American engineer (born 1955)

Mary Catherine Juhas (born September 16, 1955) is an American engineer. She is an associate vice president in the Office of Research and associate professor of materials science and engineering in the College of Engineering at Ohio State University. She is a Fellow of the American Society for Metals and inducted into the Ohio Women's Hall of Fame.

==Early life==
Juhas was born on September 16, 1955, in Pittsburgh, Pennsylvania to parents Lucille and William alongside two sisters. Both her father William and his father were engineers.

==Education and career==
After earning her Master's degree from Carnegie Mellon University, Juhas was hired as an engineer by Lawrence Livermore National Laboratory. She stayed in San Francisco for five years before completing her PhD at Ohio State University.

She left North America for France after receiving her PhD to complete her post-doctoral fellowship at the University of Paris. Upon her return, Juhas was hired at the Edison Welding Institute as a senior research engineer and aerospace team leader. In 2002, she was appointed Assistant Dean for Diversity and Outreach at College of Engineering at Ohio State University.

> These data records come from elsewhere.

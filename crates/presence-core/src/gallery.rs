//! In-memory gallery of enrolled face templates.
//!
//! Loaded once per session from the store and replaced wholesale on an
//! explicit reload. Never mutated during a recognition pass.

use crate::types::Embedding;

/// One enrolled template: an embedding and the employee code it belongs to.
#[derive(Debug, Clone)]
pub struct GalleryEntry {
    pub embedding: Embedding,
    pub identity: String,
}

/// Ordered collection of gallery entries.
///
/// Order is load order (template insertion order) and is significant: when
/// several entries fall within tolerance of a probe, the first one wins.
#[derive(Debug, Clone, Default)]
pub struct Gallery {
    entries: Vec<GalleryEntry>,
}

impl Gallery {
    pub fn new(entries: Vec<GalleryEntry>) -> Self {
        Self { entries }
    }

    pub fn entries(&self) -> &[GalleryEntry] {
        &self.entries
    }

    pub fn len(&self) -> usize {
        self.entries.len()
    }

    pub fn is_empty(&self) -> bool {
        self.entries.is_empty()
    }
}

/// Strategy for resolving a probe embedding to a gallery identity.
pub trait Matcher {
    /// Returns the matched identity, or `None` when nothing is within
    /// tolerance.
    fn resolve<'g>(&self, probe: &Embedding, gallery: &'g Gallery) -> Option<&'g str>;
}

/// First-within-tolerance matcher.
///
/// Selects the FIRST entry in gallery load order whose distance is within
/// tolerance, not the minimum-distance entry. Enrolled lookalikes can
/// therefore shadow each other depending on load order; switching to
/// nearest-match would change recognition outcomes and is deliberately not
/// done here.
#[derive(Debug, Clone, Copy)]
pub struct FirstWithinTolerance {
    pub tolerance: f32,
}

impl FirstWithinTolerance {
    pub fn new(tolerance: f32) -> Self {
        Self { tolerance }
    }
}

impl Matcher for FirstWithinTolerance {
    fn resolve<'g>(&self, probe: &Embedding, gallery: &'g Gallery) -> Option<&'g str> {
        gallery
            .entries()
            .iter()
            .find(|entry| probe.distance(&entry.embedding) <= self.tolerance)
            .map(|entry| entry.identity.as_str())
    }
}

#[cfg(test)]
mod tests {
    use super::*;

    fn entry(identity: &str, values: Vec<f32>) -> GalleryEntry {
        GalleryEntry {
            embedding: Embedding::new(values),
            identity: identity.to_string(),
        }
    }

    #[test]
    fn resolves_single_entry_within_tolerance() {
        let gallery = Gallery::new(vec![
            entry("E001", vec![1.0, 0.0]),
            entry("E002", vec![0.0, 1.0]),
        ]);
        let probe = Embedding::new(vec![0.05, 0.98]);
        let matcher = FirstWithinTolerance::new(0.5);
        assert_eq!(matcher.resolve(&probe, &gallery), Some("E002"));
    }

    #[test]
    fn first_in_load_order_wins_over_nearer_entry() {
        // Probe is much closer to E002, but E001 is still within tolerance
        // and loads first.
        let gallery = Gallery::new(vec![
            entry("E001", vec![0.4, 0.0]),
            entry("E002", vec![0.0, 0.0]),
        ]);
        let probe = Embedding::new(vec![0.0, 0.0]);
        let matcher = FirstWithinTolerance::new(0.5);
        assert_eq!(matcher.resolve(&probe, &gallery), Some("E001"));
    }

    #[test]
    fn distance_exactly_at_tolerance_matches() {
        let gallery = Gallery::new(vec![entry("E001", vec![0.5, 0.0])]);
        let probe = Embedding::new(vec![0.0, 0.0]);
        let matcher = FirstWithinTolerance::new(0.5);
        assert_eq!(matcher.resolve(&probe, &gallery), Some("E001"));
    }

    #[test]
    fn nothing_within_tolerance_is_unknown() {
        let gallery = Gallery::new(vec![entry("E001", vec![2.0, 0.0])]);
        let probe = Embedding::new(vec![0.0, 0.0]);
        let matcher = FirstWithinTolerance::new(0.5);
        assert_eq!(matcher.resolve(&probe, &gallery), None);
    }

    #[test]
    fn empty_gallery_never_matches() {
        let matcher = FirstWithinTolerance::new(0.5);
        let probe = Embedding::new(vec![0.0]);
        assert_eq!(matcher.resolve(&probe, &Gallery::default()), None);
    }
}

Juhas led the Diversity and Outreach in the Directorate for Engineering at the National Science Foundation from 2006 until 2008. In 2011, Juhas was named chair of the President and Provost's Council on Women and elected to the Ohio Women's Hall of Fame. Alongside Joan Herbers, Juhas was invited to speak at the White House regarding encouraging women to join and stay in STEM fields. Two years later, she was appointed Women in Engineering Pro-Active Network President-Elect. She was also elected a Fellow of the American Society for Metals.

In 2017, The Ohio State University recognized Juhas as a Distinguished Alumni.

==Personal life==
Juhas met her husband John Lippold while studying at Carnegie Mellon University.